Ренкин это видел и только поморщился от отвращения. Этому толстяку не было свойственно чувство страха. Мысль о потере денег — вот что его сокрушило и привело в ярость. Теперь он извивался, пытаясь освободиться от этой железной руки и бесстрашно выкрикивая оскорбления.
Наконец Крэкен его отпустил и отступил назад, утирая злое, красное лицо. Он тяжело дышал, и было ясно, что эта демонстрация силы вернула ему веру в себя и свои возможности. Он почувствовал, так сказать, запах крови и теперь был готов на убийство. Его черные глаза, устремленные на хозяина, грозно сверкали.
— Слушай, ты, паскуда, — обратился он к Ренкину без всяких церемоний. — Сегодня я играл для тебя в последний раз.
Однако, несмотря на то, что горло у Ренкина было покрыто ссадинами и пятнами, которые оставили на нем крепкие пальцы Крэкена, и отчаянно болело; несмотря на то, что рубаха его
— Послушай, партнер, — сказал он, хватая великана за руку повыше локтя и ощущая стальные, все еще злобно напряженные мускулы. — Я нарочно тебя разозлил, Джо. Я же знал, что тебя так просто не сломить. Но нужно было, чтобы ты проснулся.
— Да неужели? Между прочим, ты сам при этом чуть было не заснул, — ответил Крэкен, все еще пребывая в ярости.
— Может быть, может быть, но ты все-таки послушай, Крэкен. Если эту игру не остановить, нам конец. Мне конец. Он выпотрошит меня дочиста. Будет увеличивать и увеличивать ставки. Деньги для этого дьявола — ничто. Поставит на кон миллион, дай ему только шанс. Я не могу этого допустить. У нас есть только одна возможность. Ты должен остановить эту игру.
— Я? — пробормотал Крэкен; его глаза округлились, в них появилось испуганное выражение — он начал понимать, что за этим последует.
— Если я разорюсь, ты тоже разоришься, Джо. Они ведь все на тебя смотрят, разве нет?
— Да уж верно, — подтвердил Крэкен. — В зале такая тишина, словно там нет ни души. Танцы прекратились, музыканты перестали играть — все столпились вокруг моего стола, смотрят во все глаза. Вот что меня беспокоит, черт их всех побери! Всю игру мне портят, я ничего сделать не могу!
— Может быть, может быть. Но если ты проиграешь, если Коркоран тебя обчистит, ты же понимаешь, что после этого ты вообще не сможешь играть ни в одном заведении? И знаешь почему? Знаешь, почему не сможешь?
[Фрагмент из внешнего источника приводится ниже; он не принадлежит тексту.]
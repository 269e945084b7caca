//! Bearer-token session lifecycle
//!
//! The token and the principal travel together: they are persisted in one
//! atomic write, restored together, and cleared together. Any persisted state
//! that cannot be decoded is discarded and the client falls back to the
//! public surface.

use std::sync::{Arc, RwLock};
use tracing::{debug, info, warn};

use crate::backend::{ApiSurface, AuthApi};
use crate::error::{AppError, AppResult};
use crate::models::{AuthRequest, Principal, RegisterRequest};
use crate::storage::KeyValueStore;

/// Storage key of the bearer token
pub const TOKEN_KEY: &str = "token";
/// Storage key of the serialized principal
pub const USER_KEY: &str = "user";

/// Source of the bearer token attached to authenticated calls
///
/// Read on every request so a rotated token is picked up without rebuilding
/// the gateway.
pub trait TokenProvider: Send + Sync {
    fn bearer_token(&self) -> Option<String>;
}

/// Authenticated session
#[derive(Debug, Clone, PartialEq, Eq)]
pub struct Session {
    pub token: String,
    pub principal: Principal,
}

/// Holds the current session and mirrors it to persistent storage
pub struct SessionStore {
    storage: Arc<dyn KeyValueStore>,
    current: RwLock<Option<Session>>,
}

impl SessionStore {
    /// Create an empty store; call [`SessionStore::restore`] to load
    /// persisted state
    pub fn new(storage: Arc<dyn KeyValueStore>) -> Self {
        Self {
            storage,
            current: RwLock::new(None),
        }
    }

    /// Create a store and restore any persisted session
    pub fn open(storage: Arc<dyn KeyValueStore>) -> Self {
        let store = Self::new(storage);
        store.restore();
        store
    }

    /// Reload the session from storage
    ///
    /// A principal that does not parse, or a token without a principal (or
    /// the reverse), wipes the persisted keys and leaves the store logged
    /// out.
    pub fn restore(&self) -> Option<Session> {
        let restored = match self.read_persisted() {
            Ok(session) => session,
            Err(e) => {
                warn!("Discarding persisted session: {}", e);
                if let Err(e) = self.storage.remove_all(&[TOKEN_KEY, USER_KEY]) {
                    warn!("Failed to clear persisted session: {}", e);
                }
                None
            }
        };

        if let Some(session) = &restored {
            debug!("Restored session for {}", session.principal.username);
        }

        self.replace_current(restored.clone());
        restored
    }

    fn read_persisted(&self) -> AppResult<Option<Session>> {
        let token = self.storage.get(TOKEN_KEY)?;
        let user = self.storage.get(USER_KEY)?;

        match (token, user) {
            (None, None) => Ok(None),
            (Some(token), Some(user)) => {
                let principal = decode_principal(&user)?;
                if token.trim().is_empty() {
                    return Err(AppError::MalformedSession("empty token".to_string()));
                }
                Ok(Some(Session { token, principal }))
            }
            (Some(_), None) => Err(AppError::MalformedSession(
                "token stored without principal".to_string(),
            )),
            (None, Some(_)) => Err(AppError::MalformedSession(
                "principal stored without token".to_string(),
            )),
        }
    }

    /// Exchange credentials for a session
    ///
    /// On rejection the previous session, if any, stays in place.
    pub async fn login(&self, auth: &dyn AuthApi, credentials: &AuthRequest) -> AppResult<Session> {
        let response = auth.login(credentials).await?;

        let session = Session {
            token: response.token.clone(),
            principal: response.principal(),
        };

        let user = serde_json::to_string(&session.principal)?;
        self.storage
            .set_all(&[(TOKEN_KEY, session.token.as_str()), (USER_KEY, user.as_str())])?;

        self.replace_current(Some(session.clone()));
        info!("Logged in as {} ({})", session.principal.username, session.principal.role);
        Ok(session)
    }

    /// Create an account; the current session is not touched
    pub async fn register(
        &self,
        auth: &dyn AuthApi,
        request: &RegisterRequest,
    ) -> AppResult<Option<serde_json::Value>> {
        let created = auth.register(request).await?;
        info!("Registered account {}", request.username);
        Ok(created)
    }

    /// Drop the session everywhere; safe to call when logged out
    pub fn logout(&self) -> AppResult<()> {
        self.replace_current(None);
        self.storage.remove_all(&[TOKEN_KEY, USER_KEY])?;
        debug!("Session cleared");
        Ok(())
    }

    pub fn is_authenticated(&self) -> bool {
        self.read_current().is_some()
    }

    pub fn current_principal(&self) -> Option<Principal> {
        self.read_current().map(|s| s.principal)
    }

    pub fn current_session(&self) -> Option<Session> {
        self.read_current()
    }

    /// Surface the workflow should target right now
    pub fn current_surface(&self) -> ApiSurface {
        ApiSurface::from_authenticated(self.is_authenticated())
    }

    fn read_current(&self) -> Option<Session> {
        match self.current.read() {
            Ok(guard) => guard.clone(),
            Err(poisoned) => poisoned.into_inner().clone(),
        }
    }

    fn replace_current(&self, session: Option<Session>) {
        match self.current.write() {
            Ok(mut guard) => *guard = session,
            Err(poisoned) => *poisoned.into_inner() = session,
        }
    }
}

impl TokenProvider for SessionStore {
    fn bearer_token(&self) -> Option<String> {
        self.read_current().map(|s| s.token)
    }
}

/// Parse a persisted principal
pub fn decode_principal(raw: &str) -> AppResult<Principal> {
    serde_json::from_str(raw).map_err(|e| AppError::MalformedSession(e.to_string()))
}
— Не смей этого говорить, Ренкин! — рявкнул гигант, застонав.
Ренкин отступил, но все-таки проговорил сквозь зубы:
— Они станут говорить, что ты струсил, Крэкен. Ты слышишь? Струсил! Струсил!
Крэкен сложил руки на груди.
— Терпение мое кончилось, — сказал он. — Не смей повторять эти слова, приятель. У меня и так красно перед глазами.
— Послушай, Джо, ради Бога, послушай! У тебя есть только одна-единственная возможность. Только одна возможность прекратить игру.
— Я вроде догадываюсь… но… но ты все равно скажи.
— Ты должен остановить Коркорана.
— Ты хочешь, чтобы его убили? — хрипло проговорил Крэкен.
— А ты что, хочешь остаться нищим? Хочешь, чтобы над тобой все смеялись?
Крэкен молчал, опустив глаза в землю.
— Возвращайся назад и сделай это немедленно. Во время его сдачи. Придерись к первой же карте, с которой он пойдет. Не давай ему возможности себя обработать, буравить тебя своими глазищами. Пусть он откроет карту, и ты тут же хватаешь пушку и стреляешь. Понял, приятель? Действуй, пока в тебе кровь играет. Не то снова застынешь.